Rent Range: Studio $645-$1100; one-bedroom $625-$1000; two-bedroom $975-$1395; three-bedroom $1600; four-bedroom $1745.

Pros: McKey and Poague is a friendly, local business that has been in Chicago since before the Columbian Exposition. Since it’s a small company, you can get more personalized customer service.

Cons: The flip side of being a small company is that they have fewer resources. Their office is closed on weekends, making them difficult to contact.

user comments: “In terms of this specific building, our building manager has been pretty cool. He was very clear about what he expected from tenants when we moved in. Response time in terms of maintenance has been varied; sometimes someone comes within one to two business days, sometimes it takes more like four to five.”

Notes: Tenants go to the building manager for apartment issues and maintenance, and so they rarely contact McKey and Poague itself after signing the lease.

Contact Info: McKey and Poague Real Estate Services, 1348 E. 55th St. (773)363-6200. mandpoffice.com (Sharon Lurye)

 

Co-Ops

Locations: 5130 S. University Ave. (Bowers), 5225 S. Blackstone Ave. (Concord), 5405 S. Ridgewood Ct. (Haymarket).

Amenities: Communal laundry, as well as large dining and living rooms.

Rent Range: One-bedroom $360-$600, plus food and utilities at an additional $150-$190 per month.

Pros: Your co-op will feed you! Co-ops have some of the most diverse groups in Hyde Park–residents vary by age and affiliation in a way that only an intentional community can allow. It’s also cheaper than most private options, for real houses with fairly good amenities and locations.

Cons: You have to feed your co-op! Communal living has its trials, and it’s certainly not for everyone. Domestic harmony is not ensured, and co-ops are not for those who wish to stay uninvolved in the place that they live. A con for carnivores: all shared food is vegan or vegetarian.

User Comments: “The main feature of this system is the community that it offers–those interested should be primarily interested for that reason.” “Rooms tend to come furnished, especially as a subletter. For cooking, count on spending at least several hours once or twice a month to make dinner or brunch for everyone in the house. It’s lovely to live in a diverse community: undergrads, grad students, and non-university people.”

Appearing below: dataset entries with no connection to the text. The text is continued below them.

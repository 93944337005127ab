pub mod registry;
pub mod shard;

pub mod prelude {
    pub use crate::registry::project_members::Entity as ProjectMembers;
    pub use crate::registry::projects::Entity as Projects;
    pub use crate::shard::events::Entity as Events;
    pub use crate::shard::issue_stats::Entity as IssueStats;
    pub use crate::shard::issue_users::Entity as IssueUsers;
    pub use crate::shard::issues::Entity as Issues;
}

Notes: Bowers, Concord, and Haymarket are separate houses with distinctive personalities and application processes, and may not always have spaces available. To gauge fit, the application requires a visit to the house for dinner.

Contact Info: Qumbya Housing Cooperative. Check website for individual house contact info. qumbya.com (Bea Malsky)

 

Parker-Holsman

Locations: Hyde Park, Kenwood, Bronzeville, and South Shore.

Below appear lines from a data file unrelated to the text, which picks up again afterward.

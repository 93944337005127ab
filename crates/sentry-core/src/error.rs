use thiserror::Error;

/// Machine-readable error kind surfaced in the `{"error": "<kind>", ...}` envelope.
///
/// Mirrors the fixed vocabulary the transport layer maps to HTTP status codes;
/// never add a variant here without also deciding its status mapping at the edge.
#[derive(Debug, Clone, Copy, PartialEq, Eq)]
pub enum ErrorKind {
    MissingAuth,
    InvalidAuth,
    ProjectMismatch,
    ParseFailed,
    DecompressionFailed,
    ProjectNotFound,
    IssueNotFound,
    EventNotFound,
    MissingFields,
    NoUpdates,
    Forbidden,
    InternalError,
}

impl ErrorKind {
    pub fn as_str(&self) -> &'static str {
        match self {
            ErrorKind::MissingAuth => "missing_auth",
            ErrorKind::InvalidAuth => "invalid_auth",
            ErrorKind::ProjectMismatch => "project_mismatch",
            ErrorKind::ParseFailed => "parse_failed",
            ErrorKind::DecompressionFailed => "decompression_failed",
            ErrorKind::ProjectNotFound => "project_not_found",
            ErrorKind::IssueNotFound => "issue_not_found",
            ErrorKind::EventNotFound => "event_not_found",
            ErrorKind::MissingFields => "missing_fields",
            ErrorKind::NoUpdates => "no_updates",
            ErrorKind::Forbidden => "forbidden",
            ErrorKind::InternalError => "internal_error",
        }
    }
}

#[derive(Error, Debug)]
pub enum CoreError {
    #[error("missing auth")]
    MissingAuth,

    #[error("invalid auth")]
    InvalidAuth,

    #[error("project mismatch")]
    ProjectMismatch,

    #[error("parse failed: {0}")]
    ParseFailed(String),

    #[error("decompression failed: {0}")]
    DecompressionFailed(String),

    #[error("project not found")]
    ProjectNotFound,

    #[error("issue not found")]
    IssueNotFound,

    #[error("event not found")]
    EventNotFound,

    #[error("missing fields: {0}")]
    MissingFields(String),

    #[error("no updates supplied")]
    NoUpdates,

    #[error("forbidden")]
    Forbidden,

    #[error("internal error: {0}")]
    Internal(#[from] anyhow::Error),
}

impl CoreError {
    pub fn kind(&self) -> ErrorKind {
        match self {
            CoreError::MissingAuth => ErrorKind::MissingAuth,
            CoreError::InvalidAuth => ErrorKind::InvalidAuth,
            CoreError::ProjectMismatch => ErrorKind::ProjectMismatch,
            CoreError::ParseFailed(_) => ErrorKind::ParseFailed,
            CoreError::DecompressionFailed(_) => ErrorKind::DecompressionFailed,
            CoreError::ProjectNotFound => ErrorKind::ProjectNotFound,
            CoreError::IssueNotFound => ErrorKind::IssueNotFound,
            CoreError::EventNotFound => ErrorKind::EventNotFound,
            CoreError::MissingFields(_) => ErrorKind::MissingFields,
            CoreError::NoUpdates => ErrorKind::NoUpdates,
            CoreError::Forbidden => ErrorKind::Forbidden,
            CoreError::Internal(_) => ErrorKind::InternalError,
        }
    }

    /// Short, stable message safe to surface to a caller (never a chained Display of
    /// `anyhow::Error`, which may carry internal detail).
    pub fn public_message(&self) -> String {
        match self {
            CoreError::Internal(_) => "an internal error occurred".to_string(),
            other => other.to_string(),
        }
    }
}

pub type CoreResult<T> = Result<T, CoreError>;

Amenities: Services vary depending on building.

Rent range: One-bedroom $625-$900; two-bedroom $680-$1,300; three-bedroom and houses $1,650-$1,950.

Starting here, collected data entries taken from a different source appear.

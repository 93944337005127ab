use axum::http::StatusCode;
use axum::response::{IntoResponse, Response};
use axum::Json;
use serde::Serialize;

use sentry_core::CoreError;

#[derive(Serialize)]
struct ErrorBody {
    error: &'static str,
    message: String,
}

/// Maps the core's typed errors onto the `{"error", "message"}` envelope and
/// HTTP status codes from §7: auth failures 401, not-found 404, bad shape 400,
/// forbidden 403, anything unexpected 500 with a generic message.
pub struct ApiError(pub CoreError);

impl From<CoreError> for ApiError {
    fn from(err: CoreError) -> Self {
        Self(err)
    }
}

impl IntoResponse for ApiError {
    fn into_response(self) -> Response {
        let status = match &self.0 {
            CoreError::MissingAuth | CoreError::InvalidAuth => StatusCode::UNAUTHORIZED,
            CoreError::ProjectNotFound | CoreError::IssueNotFound | CoreError::EventNotFound => {
                StatusCode::NOT_FOUND
            }
            CoreError::ProjectMismatch
            | CoreError::ParseFailed(_)
            | CoreError::DecompressionFailed(_)
            | CoreError::MissingFields(_)
            | CoreError::NoUpdates => StatusCode::BAD_REQUEST,
            CoreError::Forbidden => StatusCode::FORBIDDEN,
            CoreError::Internal(_) => StatusCode::INTERNAL_SERVER_ERROR,
        };

        if matches!(self.0, CoreError::Internal(_)) {
            tracing::error!(error = %self.0, "internal error handling request");
        }

        let body = ErrorBody {
            error: self.0.kind().as_str(),
            message: self.0.public_message(),
        };

        (status, Json(body)).into_response()
    }
}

Pros: With the majority of their buildings having been built before 1930, many of the Parker-Holsman homes have a distinctive, vintage vibe. This old-school feel sets them apart from the cookie-cutter aesthetic of some of the more modern realtors.

Cons: Despite a long-standing reputation for responsiveness to tenant needs, Parker-Holsman has recently caught some flak for reluctant and inconvenient service. Tenants have complained about repairs being done very early in the morning or very late in the evening, against their wishes.

Notes: Parker-Holsman units are not necessarily geared toward students, so late-night ragers may be frowned upon. However, if you’re looking for a more permanent, long-term residence, Parker-Holsman may be the realtor for you.